- Assigned task -
Starting at the line that contains "pub fn max_abs_deviation(a: &[f64], b: &[f64])", return every line down to the end of the records below, exactly as written.

━━━━━ Data

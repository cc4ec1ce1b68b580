// Copyright 2026 QubitOS Contributors
// SPDX-License-Identifier: Apache-2.0

//! Observable extraction shared by both evolution modes.

use crate::config::Method;
use crate::lindblad::LindbladResult;
use crate::trajectory::TrajectoryEnsemble;

/// Index of a†a in the recorded observable list.
pub const PHOTON_NUMBER: usize = 0;
/// Index of σ⁺σ⁻ in the recorded observable list.
pub const ATOMIC_EXCITATION: usize = 1;

/// Share of the grid, counted from the end, used for the long-time average.
pub const LONG_TIME_FRACTION: f64 = 0.25;

/// Output of one evolution, in whichever mode produced it.
#[derive(Debug, Clone)]
pub enum EnsembleResult {
    /// Quantum-jump trajectories.
    Trajectories(TrajectoryEnsemble),
    /// Deterministic density-matrix evolution.
    Density(LindbladResult),
}

impl EnsembleResult {
    pub fn method(&self) -> Method {
        match self {
            EnsembleResult::Trajectories(_) => Method::MonteCarlo,
            EnsembleResult::Density(_) => Method::MasterEquation,
        }
    }

    /// Expectation series of recorded observable `index`.
    ///
    /// Trajectory ensembles give the arithmetic mean of ⟨ψ_i|O|ψ_i⟩ over
    /// trajectories; the density mode gives Tr(O ρ).
    pub fn expectation(&self, index: usize) -> Vec<f64> {
        match self {
            EnsembleResult::Trajectories(ens) => ens.mean_expectation(index),
            EnsembleResult::Density(res) => {
                res.expectations.get(index).cloned().unwrap_or_default()
            }
        }
    }

    /// Mean photon number ⟨a†a⟩ at each grid point.
    pub fn mean_photon_number(&self) -> Vec<f64> {
        self.expectation(PHOTON_NUMBER)
    }

    /// Number of trajectories, or 1 for the density mode.
    pub fn realizations(&self) -> usize {
        match self {
            EnsembleResult::Trajectories(ens) => ens.len(),
            EnsembleResult::Density(_) => 1,
        }
    }
}

/// Value at the last grid point.
pub fn final_metric(series: &[f64]) -> Option<f64> {
    series.last().copied()
}

/// Largest value of a series and the time it occurs (first occurrence).
pub fn peak(times: &[f64], series: &[f64]) -> Option<(f64, f64)> {
    times
        .iter()
        .zip(series)
        .fold(None, |best: Option<(f64, f64)>, (&t, &v)| match best {
            Some((_, bv)) if bv >= v => best,
            _ => Some((t, v)),
        })
}

/// Mean over the trailing `fraction` of the series (at least one point).
pub fn long_time_average(series: &[f64], fraction: f64) -> Option<f64> {
    if series.is_empty() {
        return None;
    }
    let tail = ((series.len() as f64 * fraction).ceil() as usize).clamp(1, series.len());
    let window = &series[series.len() - tail..];
    Some(window.iter().sum::<f64>() / window.len() as f64)
}

/// max_k |a_k − b_k|.
pub fn max_abs_deviation(a: &[f64], b: &[f64]) -> f64 {
    a.iter().zip(b).map(|(x, y)| (x - y).abs()).fold(0.0, f64::max)
}

/// max_k |a_k − b_k| relative to the peak magnitude of the reference `b`.
pub fn max_relative_deviation(a: &[f64], b: &[f64]) -> f64 {
    let scale = b.iter().map(|v| v.abs()).fold(0.0, f64::max);
    let abs = max_abs_deviation(a, b);
    if scale > 0.0 {
        abs / scale
    } else {
        abs
    }
}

━━━━━━━━━━

- Exercise output -
pub fn max_abs_deviation(a: &[f64], b: &[f64]) -> f64 {
    a.iter().zip(b).map(|(x, y)| (x - y).abs()).fold(0.0, f64::max)
}

/// max_k |a_k − b_k| relative to the peak magnitude of the reference `b`.
pub fn max_relative_deviation(a: &[f64], b: &[f64]) -> f64 {
    let scale = b.iter().map(|v| v.abs()).fold(0.0, f64::max);
    let abs = max_abs_deviation(a, b);
    if scale > 0.0 {
        abs / scale
    } else {
        abs
    }
}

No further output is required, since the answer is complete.